===== RECORDS SUPPLIED =====

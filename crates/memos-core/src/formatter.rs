//! ============================================================================
//! Context Formatter - Search response → prompt context block
//! ============================================================================
//! The result object has moved around between API revisions, so it is located
//! by checking candidate paths in order. Output layout:
//!
//! ```text
//! Facts:
//! - <memory_value | memory_key>
//! Preferences:
//! - (<preference_type>) <preference>
//! Tool Memories:
//! - <tool_value>
//! Preference Note: <preference_note>
//! ```
//! ============================================================================

use serde::Deserialize;
use serde_json::Value;

use crate::text::truncate;

/// Per-item cap used for injected recall context
pub const DEFAULT_MAX_ITEM_CHARS: usize = 200;

/// Candidate locations of the result object, checked in order
const RESULT_PATHS: &[&str] = &["/data", "/data/data", "/data/result", "/data/data/data"];

const RESULT_KEYS: &[&str] = &[
    "memory_detail_list",
    "preference_detail_list",
    "tool_memory_detail_list",
    "preference_note",
];

#[derive(Debug, Default, Deserialize)]
#[serde(default)]
struct MemoryDetail {
    memory_key: Option<String>,
    memory_value: Option<String>,
}

#[derive(Debug, Default, Deserialize)]
#[serde(default)]
struct PreferenceDetail {
    preference: Option<String>,
    preference_type: Option<String>,
}

#[derive(Debug, Default, Deserialize)]
#[serde(default)]
struct ToolMemoryDetail {
    tool_value: Option<String>,
}

/// Locate the result object inside a search response
pub fn locate_result(response: &Value) -> Option<&Value> {
    RESULT_PATHS
        .iter()
        .filter_map(|path| response.pointer(path))
        .find(|candidate| {
            candidate
                .as_object()
                .is_some_and(|obj| RESULT_KEYS.iter().any(|key| obj.contains_key(*key)))
        })
}

/// Render a search response; empty when there is nothing worth injecting
pub fn format_context_block(response: Option<&Value>, max_item_chars: usize) -> String {
    let Some(result) = response.and_then(locate_result) else {
        return String::new();
    };

    let mut lines = Vec::new();

    let facts: Vec<String> = records::<MemoryDetail>(result, "memory_detail_list")
        .into_iter()
        .filter_map(|m| first_non_empty(m.memory_value, m.memory_key))
        .map(|text| format!("- {}", truncate(&text, max_item_chars)))
        .collect();
    push_section(&mut lines, "Facts:", facts);

    let preferences: Vec<String> = records::<PreferenceDetail>(result, "preference_detail_list")
        .into_iter()
        .filter_map(|p| {
            let pref = p.preference.filter(|s| !s.is_empty())?;
            let kind = p
                .preference_type
                .filter(|s| !s.is_empty())
                .map(|t| format!("({}) ", t))
                .unwrap_or_default();
            Some(format!("- {}{}", kind, truncate(&pref, max_item_chars)))
        })
        .collect();
    push_section(&mut lines, "Preferences:", preferences);

    let tools: Vec<String> = records::<ToolMemoryDetail>(result, "tool_memory_detail_list")
        .into_iter()
        .filter_map(|t| t.tool_value.filter(|s| !s.is_empty()))
        .map(|value| format!("- {}", truncate(&value, max_item_chars)))
        .collect();
    push_section(&mut lines, "Tool Memories:", tools);

    if let Some(note) = result
        .get("preference_note")
        .and_then(Value::as_str)
        .filter(|s| !s.is_empty())
    {
        lines.push(format!("Preference Note: {}", truncate(note, max_item_chars)));
    }

    lines.join("\n")
}

/// Wrap a formatted block into the text prepended to the user prompt
pub fn wrap_recall_context(block: &str) -> String {
    format!(
        "<user_memory_context>\nRelevant memories from MemOS Cloud:\n{}\n</user_memory_context>",
        block
    )
}

/// Entries of `key` that look like records; anything else is skipped
fn records<T: for<'de> Deserialize<'de>>(result: &Value, key: &str) -> Vec<T> {
    result
        .get(key)
        .and_then(Value::as_array)
        .map(|items| {
            items
                .iter()
                .filter(|item| item.is_object())
                .filter_map(|item| T::deserialize(item).ok())
                .collect()
        })
        .unwrap_or_default()
}

fn first_non_empty(primary: Option<String>, secondary: Option<String>) -> Option<String> {
    primary
        .filter(|s| !s.is_empty())
        .or_else(|| secondary.filter(|s| !s.is_empty()))
}

fn push_section(lines: &mut Vec<String>, header: &str, entries: Vec<String>) {
    if entries.is_empty() {
        return;
    }
    lines.push(header.to_string());
    lines.extend(entries);
}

=====

» **YOUR GOAL**:
Which lines of the data above contain the string "const"? Copy each of them.

» **PROBLEM SOLUTION**:
pub const DEFAULT_MAX_ITEM_CHARS: usize = 200;
const RESULT_PATHS: &[&str] = &["/data", "/data/data", "/data/result", "/data/data/data"];
const RESULT_KEYS: &[&str] = &[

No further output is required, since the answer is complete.